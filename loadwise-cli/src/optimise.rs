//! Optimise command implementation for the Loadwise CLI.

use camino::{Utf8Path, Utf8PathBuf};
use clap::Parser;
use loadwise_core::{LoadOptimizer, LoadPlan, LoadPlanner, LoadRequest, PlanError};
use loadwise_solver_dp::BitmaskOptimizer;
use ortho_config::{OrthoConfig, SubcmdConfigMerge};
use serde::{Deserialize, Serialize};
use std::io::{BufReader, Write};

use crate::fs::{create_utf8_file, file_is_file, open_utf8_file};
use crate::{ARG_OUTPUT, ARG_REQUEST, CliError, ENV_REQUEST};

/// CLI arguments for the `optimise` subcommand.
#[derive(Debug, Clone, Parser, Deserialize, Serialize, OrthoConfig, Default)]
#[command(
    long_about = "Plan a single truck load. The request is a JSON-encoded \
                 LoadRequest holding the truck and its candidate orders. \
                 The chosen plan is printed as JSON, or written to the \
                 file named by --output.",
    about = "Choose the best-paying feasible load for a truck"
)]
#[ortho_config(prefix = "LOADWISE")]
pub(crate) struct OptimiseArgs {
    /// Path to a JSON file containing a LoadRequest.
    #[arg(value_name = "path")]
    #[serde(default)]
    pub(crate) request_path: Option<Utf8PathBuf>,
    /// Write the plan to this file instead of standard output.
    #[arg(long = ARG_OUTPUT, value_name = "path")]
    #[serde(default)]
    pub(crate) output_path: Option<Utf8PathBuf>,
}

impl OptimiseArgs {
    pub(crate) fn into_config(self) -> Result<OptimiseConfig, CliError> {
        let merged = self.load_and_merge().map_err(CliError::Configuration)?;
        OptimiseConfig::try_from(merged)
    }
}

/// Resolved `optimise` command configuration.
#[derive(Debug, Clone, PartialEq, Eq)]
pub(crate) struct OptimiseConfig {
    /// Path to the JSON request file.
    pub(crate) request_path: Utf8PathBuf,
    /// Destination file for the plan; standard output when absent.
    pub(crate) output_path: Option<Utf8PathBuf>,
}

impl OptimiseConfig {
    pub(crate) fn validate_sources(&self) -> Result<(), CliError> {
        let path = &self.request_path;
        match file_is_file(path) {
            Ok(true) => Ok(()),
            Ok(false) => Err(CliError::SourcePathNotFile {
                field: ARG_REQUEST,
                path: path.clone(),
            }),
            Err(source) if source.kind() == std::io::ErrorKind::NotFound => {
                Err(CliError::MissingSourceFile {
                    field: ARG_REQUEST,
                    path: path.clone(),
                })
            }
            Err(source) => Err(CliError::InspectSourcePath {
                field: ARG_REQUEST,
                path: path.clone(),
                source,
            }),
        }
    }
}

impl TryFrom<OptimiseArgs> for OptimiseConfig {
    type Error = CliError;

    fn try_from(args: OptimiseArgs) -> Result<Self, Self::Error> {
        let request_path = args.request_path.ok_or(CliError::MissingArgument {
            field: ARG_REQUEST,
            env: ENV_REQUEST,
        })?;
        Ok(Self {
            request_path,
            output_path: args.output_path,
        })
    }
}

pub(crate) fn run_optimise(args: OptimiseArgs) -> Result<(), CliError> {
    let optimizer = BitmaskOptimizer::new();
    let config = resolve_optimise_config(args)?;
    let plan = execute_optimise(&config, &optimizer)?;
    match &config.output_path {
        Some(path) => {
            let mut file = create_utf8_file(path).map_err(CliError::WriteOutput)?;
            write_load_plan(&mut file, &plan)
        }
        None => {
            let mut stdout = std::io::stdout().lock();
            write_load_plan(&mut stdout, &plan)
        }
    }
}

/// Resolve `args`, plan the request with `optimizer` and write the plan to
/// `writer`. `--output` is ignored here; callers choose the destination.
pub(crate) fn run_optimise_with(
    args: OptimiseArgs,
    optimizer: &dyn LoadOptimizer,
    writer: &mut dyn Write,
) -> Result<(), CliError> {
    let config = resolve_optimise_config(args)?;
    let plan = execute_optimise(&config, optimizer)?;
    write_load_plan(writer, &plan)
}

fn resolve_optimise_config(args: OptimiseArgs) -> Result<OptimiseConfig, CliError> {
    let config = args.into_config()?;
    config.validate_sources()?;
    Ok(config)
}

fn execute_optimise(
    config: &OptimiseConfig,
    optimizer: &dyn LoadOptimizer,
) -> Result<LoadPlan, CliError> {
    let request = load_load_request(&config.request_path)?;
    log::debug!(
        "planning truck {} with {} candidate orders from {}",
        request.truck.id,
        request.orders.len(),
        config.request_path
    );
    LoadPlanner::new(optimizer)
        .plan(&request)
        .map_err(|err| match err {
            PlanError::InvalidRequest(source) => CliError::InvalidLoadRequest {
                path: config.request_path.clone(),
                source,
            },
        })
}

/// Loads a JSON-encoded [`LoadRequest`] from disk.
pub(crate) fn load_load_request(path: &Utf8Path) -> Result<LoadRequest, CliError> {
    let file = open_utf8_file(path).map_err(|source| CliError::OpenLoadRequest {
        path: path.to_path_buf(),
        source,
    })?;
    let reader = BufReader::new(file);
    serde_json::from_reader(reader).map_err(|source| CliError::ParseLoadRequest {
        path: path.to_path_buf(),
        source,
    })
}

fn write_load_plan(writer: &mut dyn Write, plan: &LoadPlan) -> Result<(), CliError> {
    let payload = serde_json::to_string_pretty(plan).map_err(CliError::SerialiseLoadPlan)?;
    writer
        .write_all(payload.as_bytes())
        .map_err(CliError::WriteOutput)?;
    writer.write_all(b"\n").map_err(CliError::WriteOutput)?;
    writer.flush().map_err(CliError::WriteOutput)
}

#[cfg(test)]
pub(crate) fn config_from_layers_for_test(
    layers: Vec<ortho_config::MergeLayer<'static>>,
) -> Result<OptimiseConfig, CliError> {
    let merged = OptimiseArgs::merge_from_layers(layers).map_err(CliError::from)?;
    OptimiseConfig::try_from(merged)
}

+--

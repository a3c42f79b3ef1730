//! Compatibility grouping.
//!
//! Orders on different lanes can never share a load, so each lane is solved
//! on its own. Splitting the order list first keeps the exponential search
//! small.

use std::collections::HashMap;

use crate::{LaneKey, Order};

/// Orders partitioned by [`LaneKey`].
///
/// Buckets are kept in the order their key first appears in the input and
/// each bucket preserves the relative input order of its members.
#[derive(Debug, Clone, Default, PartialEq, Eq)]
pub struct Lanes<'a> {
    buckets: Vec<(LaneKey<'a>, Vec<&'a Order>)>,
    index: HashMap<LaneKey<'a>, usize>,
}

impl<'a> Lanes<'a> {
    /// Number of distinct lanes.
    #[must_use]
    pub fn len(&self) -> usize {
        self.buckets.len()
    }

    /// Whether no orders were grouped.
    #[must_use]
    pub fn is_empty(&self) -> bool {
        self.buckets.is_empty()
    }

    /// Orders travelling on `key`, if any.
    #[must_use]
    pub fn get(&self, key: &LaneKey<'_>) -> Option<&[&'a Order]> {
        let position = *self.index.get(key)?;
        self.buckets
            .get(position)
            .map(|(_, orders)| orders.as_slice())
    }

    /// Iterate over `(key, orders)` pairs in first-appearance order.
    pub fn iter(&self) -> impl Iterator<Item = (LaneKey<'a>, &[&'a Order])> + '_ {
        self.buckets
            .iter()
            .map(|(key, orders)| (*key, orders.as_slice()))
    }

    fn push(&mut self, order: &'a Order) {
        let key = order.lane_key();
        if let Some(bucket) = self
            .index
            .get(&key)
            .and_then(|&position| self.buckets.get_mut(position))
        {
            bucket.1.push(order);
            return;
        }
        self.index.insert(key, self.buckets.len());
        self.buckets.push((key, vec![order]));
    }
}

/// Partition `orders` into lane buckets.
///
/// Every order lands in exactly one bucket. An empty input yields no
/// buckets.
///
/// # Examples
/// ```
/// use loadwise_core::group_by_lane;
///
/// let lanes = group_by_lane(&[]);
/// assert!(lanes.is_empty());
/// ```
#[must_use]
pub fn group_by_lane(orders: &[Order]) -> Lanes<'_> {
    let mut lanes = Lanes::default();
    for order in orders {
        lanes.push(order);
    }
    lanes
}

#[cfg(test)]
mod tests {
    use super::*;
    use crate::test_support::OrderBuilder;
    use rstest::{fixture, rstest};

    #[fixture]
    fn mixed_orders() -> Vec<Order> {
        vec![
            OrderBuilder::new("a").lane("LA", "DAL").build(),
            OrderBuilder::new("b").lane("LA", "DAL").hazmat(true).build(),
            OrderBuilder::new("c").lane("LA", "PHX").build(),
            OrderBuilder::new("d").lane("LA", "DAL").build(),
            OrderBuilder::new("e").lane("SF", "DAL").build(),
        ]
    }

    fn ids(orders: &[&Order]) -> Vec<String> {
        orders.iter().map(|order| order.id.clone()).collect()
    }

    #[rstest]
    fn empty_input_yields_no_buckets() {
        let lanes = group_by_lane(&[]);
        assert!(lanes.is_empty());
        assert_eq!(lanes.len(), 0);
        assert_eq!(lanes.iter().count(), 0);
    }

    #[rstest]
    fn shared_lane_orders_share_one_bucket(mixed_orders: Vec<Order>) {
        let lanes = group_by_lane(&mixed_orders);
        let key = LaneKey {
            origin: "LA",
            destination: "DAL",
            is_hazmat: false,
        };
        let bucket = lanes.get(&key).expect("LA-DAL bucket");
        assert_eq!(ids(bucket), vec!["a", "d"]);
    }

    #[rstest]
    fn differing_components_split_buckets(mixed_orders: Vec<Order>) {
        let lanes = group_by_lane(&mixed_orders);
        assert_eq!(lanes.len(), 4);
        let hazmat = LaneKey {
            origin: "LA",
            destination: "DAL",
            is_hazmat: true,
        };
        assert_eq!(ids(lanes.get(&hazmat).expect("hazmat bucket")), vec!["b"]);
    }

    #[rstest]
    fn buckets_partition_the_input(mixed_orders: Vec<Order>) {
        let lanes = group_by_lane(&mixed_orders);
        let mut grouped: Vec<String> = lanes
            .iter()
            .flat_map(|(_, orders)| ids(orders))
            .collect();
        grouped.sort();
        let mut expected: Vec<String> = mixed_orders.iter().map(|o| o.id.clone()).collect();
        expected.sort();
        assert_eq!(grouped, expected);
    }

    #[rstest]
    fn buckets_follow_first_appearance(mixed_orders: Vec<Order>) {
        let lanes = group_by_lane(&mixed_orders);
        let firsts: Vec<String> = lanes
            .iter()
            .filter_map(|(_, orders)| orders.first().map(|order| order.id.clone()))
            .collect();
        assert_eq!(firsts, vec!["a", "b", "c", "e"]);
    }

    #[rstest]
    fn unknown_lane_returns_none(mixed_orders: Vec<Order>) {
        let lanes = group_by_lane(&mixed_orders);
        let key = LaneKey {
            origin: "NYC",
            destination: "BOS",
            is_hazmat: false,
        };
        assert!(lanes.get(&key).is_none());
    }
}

+--

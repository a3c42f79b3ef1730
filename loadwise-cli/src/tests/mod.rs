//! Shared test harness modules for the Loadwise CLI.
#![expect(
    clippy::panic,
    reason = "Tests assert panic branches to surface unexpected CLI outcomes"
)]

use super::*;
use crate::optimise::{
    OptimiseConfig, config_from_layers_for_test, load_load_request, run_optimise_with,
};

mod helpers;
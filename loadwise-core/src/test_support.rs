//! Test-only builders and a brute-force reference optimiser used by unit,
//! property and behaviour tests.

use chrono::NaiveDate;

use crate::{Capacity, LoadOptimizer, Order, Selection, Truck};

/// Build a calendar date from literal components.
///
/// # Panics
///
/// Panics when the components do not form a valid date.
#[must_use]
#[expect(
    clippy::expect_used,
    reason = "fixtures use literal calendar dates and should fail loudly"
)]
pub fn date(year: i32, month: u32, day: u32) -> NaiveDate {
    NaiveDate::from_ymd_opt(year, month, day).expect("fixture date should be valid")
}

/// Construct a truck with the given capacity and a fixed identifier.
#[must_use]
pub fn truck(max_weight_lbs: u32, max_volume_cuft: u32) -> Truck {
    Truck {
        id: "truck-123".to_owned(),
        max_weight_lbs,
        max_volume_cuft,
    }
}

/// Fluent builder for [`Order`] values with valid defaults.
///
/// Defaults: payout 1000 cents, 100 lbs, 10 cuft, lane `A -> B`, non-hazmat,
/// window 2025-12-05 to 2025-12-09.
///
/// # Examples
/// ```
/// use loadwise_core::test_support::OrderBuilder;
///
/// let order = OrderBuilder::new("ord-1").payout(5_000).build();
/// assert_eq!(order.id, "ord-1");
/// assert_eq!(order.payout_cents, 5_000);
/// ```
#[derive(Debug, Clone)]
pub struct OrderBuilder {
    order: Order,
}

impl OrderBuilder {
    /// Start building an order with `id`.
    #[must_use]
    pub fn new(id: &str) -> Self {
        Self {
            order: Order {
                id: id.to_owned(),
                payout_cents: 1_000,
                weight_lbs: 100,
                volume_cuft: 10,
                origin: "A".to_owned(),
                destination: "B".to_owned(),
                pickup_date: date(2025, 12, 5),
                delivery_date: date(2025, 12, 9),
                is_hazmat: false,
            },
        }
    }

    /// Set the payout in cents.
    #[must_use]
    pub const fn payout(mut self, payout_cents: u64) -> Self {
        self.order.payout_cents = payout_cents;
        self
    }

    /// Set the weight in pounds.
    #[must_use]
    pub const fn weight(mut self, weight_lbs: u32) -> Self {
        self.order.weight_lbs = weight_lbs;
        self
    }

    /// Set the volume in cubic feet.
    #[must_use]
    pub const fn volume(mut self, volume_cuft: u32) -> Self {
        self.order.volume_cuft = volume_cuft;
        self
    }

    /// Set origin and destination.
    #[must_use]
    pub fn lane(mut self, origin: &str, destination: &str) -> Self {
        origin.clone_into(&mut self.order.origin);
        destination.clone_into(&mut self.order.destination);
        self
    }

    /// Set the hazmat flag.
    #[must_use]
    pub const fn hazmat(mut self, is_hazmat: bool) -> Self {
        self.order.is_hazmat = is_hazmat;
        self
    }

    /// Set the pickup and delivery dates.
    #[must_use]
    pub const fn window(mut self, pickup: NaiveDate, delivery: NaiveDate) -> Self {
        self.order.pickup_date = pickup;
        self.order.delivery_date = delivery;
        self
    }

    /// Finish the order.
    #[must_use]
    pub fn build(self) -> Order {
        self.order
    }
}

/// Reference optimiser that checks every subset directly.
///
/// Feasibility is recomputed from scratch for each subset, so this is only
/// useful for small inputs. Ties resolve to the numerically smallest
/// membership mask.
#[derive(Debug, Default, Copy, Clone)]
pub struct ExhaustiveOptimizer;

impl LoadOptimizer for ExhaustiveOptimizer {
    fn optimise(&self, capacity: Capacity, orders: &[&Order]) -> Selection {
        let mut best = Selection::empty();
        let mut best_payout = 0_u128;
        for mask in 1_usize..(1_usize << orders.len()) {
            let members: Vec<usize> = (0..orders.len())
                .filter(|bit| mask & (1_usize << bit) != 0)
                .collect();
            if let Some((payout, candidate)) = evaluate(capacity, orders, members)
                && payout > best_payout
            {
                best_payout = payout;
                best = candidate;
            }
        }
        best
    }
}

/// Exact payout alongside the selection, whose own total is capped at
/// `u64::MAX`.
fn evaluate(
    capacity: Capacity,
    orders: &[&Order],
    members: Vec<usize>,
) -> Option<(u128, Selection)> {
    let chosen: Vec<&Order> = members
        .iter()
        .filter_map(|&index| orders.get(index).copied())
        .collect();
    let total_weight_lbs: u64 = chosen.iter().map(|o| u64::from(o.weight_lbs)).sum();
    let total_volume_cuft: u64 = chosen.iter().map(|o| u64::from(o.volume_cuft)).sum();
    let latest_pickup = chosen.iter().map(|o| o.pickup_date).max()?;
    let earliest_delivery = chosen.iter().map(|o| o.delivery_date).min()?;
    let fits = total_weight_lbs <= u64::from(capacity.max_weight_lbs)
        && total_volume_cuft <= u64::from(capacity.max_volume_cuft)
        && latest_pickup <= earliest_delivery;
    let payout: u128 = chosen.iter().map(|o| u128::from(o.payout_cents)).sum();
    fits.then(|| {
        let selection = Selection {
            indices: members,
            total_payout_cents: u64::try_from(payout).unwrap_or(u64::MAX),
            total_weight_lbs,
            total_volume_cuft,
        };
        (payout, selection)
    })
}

+--

TASK ITEM – Copy out only the lines above from the one with "type Error = CliError;" to the one with "and write the plan to", inclusive, exactly as they stand.

SOLVED PROBLEM –
    type Error = CliError;

    fn try_from(args: OptimiseArgs) -> Result<Self, Self::Error> {
        let request_path = args.request_path.ok_or(CliError::MissingArgument {
            field: ARG_REQUEST,
            env: ENV_REQUEST,
        })?;
        Ok(Self {
            request_path,
            output_path: args.output_path,
        })
    }
}

pub(crate) fn run_optimise(args: OptimiseArgs) -> Result<(), CliError> {
    let optimizer = BitmaskOptimizer::new();
    let config = resolve_optimise_config(args)?;
    let plan = execute_optimise(&config, &optimizer)?;
    match &config.output_path {
        Some(path) => {
            let mut file = create_utf8_file(path).map_err(CliError::WriteOutput)?;
            write_load_plan(&mut file, &plan)
        }
        None => {
            let mut stdout = std::io::stdout().lock();
            write_load_plan(&mut stdout, &plan)
        }
    }
}

/// Resolve `args`, plan the request with `optimizer` and write the plan to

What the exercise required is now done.